> _YOUR INSTRUCTIONS_:
Work out how many lines below contain the word "filename", then give that number alone.
-------
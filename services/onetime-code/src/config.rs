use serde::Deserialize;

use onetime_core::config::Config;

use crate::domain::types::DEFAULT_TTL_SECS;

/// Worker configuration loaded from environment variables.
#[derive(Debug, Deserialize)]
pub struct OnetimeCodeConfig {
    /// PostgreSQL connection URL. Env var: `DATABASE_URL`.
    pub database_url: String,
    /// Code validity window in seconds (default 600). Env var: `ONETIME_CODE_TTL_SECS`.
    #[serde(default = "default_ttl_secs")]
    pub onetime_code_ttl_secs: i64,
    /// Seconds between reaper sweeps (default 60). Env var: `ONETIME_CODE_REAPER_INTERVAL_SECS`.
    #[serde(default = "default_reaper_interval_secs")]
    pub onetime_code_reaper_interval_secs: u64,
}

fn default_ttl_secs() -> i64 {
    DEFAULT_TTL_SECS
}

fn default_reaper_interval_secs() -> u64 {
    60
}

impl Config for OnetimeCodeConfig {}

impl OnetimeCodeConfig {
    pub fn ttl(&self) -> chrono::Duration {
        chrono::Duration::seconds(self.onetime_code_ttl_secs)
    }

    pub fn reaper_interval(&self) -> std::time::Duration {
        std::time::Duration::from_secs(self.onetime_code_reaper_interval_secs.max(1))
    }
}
-------
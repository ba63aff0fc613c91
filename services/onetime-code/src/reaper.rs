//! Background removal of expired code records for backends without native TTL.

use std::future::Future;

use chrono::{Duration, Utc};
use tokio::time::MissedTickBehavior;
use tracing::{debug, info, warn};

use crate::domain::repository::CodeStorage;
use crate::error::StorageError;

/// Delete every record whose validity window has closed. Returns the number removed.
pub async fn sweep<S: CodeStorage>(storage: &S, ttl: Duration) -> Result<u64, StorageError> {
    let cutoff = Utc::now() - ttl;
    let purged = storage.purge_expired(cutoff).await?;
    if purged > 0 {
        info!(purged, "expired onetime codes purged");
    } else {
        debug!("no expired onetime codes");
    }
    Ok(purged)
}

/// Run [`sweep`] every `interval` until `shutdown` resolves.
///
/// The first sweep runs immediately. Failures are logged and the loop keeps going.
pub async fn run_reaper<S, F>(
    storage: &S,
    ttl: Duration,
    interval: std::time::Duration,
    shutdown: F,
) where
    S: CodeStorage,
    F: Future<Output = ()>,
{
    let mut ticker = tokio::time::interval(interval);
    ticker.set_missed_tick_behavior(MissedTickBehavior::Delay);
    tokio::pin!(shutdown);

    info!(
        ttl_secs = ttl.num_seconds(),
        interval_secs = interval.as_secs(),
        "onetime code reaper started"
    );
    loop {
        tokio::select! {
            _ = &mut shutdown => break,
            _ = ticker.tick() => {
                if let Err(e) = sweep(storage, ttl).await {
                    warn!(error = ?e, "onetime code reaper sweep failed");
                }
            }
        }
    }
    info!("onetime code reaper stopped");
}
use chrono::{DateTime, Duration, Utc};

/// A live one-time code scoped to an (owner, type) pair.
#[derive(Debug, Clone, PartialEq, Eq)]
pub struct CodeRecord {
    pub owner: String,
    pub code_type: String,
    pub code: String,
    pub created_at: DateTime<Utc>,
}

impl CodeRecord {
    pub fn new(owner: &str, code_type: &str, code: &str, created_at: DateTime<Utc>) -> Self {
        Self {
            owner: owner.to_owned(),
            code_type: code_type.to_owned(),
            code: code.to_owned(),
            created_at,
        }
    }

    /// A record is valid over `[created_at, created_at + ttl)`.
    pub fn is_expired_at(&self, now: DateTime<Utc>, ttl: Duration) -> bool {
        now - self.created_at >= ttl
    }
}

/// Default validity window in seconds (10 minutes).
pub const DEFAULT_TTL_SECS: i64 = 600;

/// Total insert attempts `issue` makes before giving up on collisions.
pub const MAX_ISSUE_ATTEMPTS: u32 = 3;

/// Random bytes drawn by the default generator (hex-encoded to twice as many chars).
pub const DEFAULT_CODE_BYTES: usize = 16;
-------
> _ANSWER BOX_:
2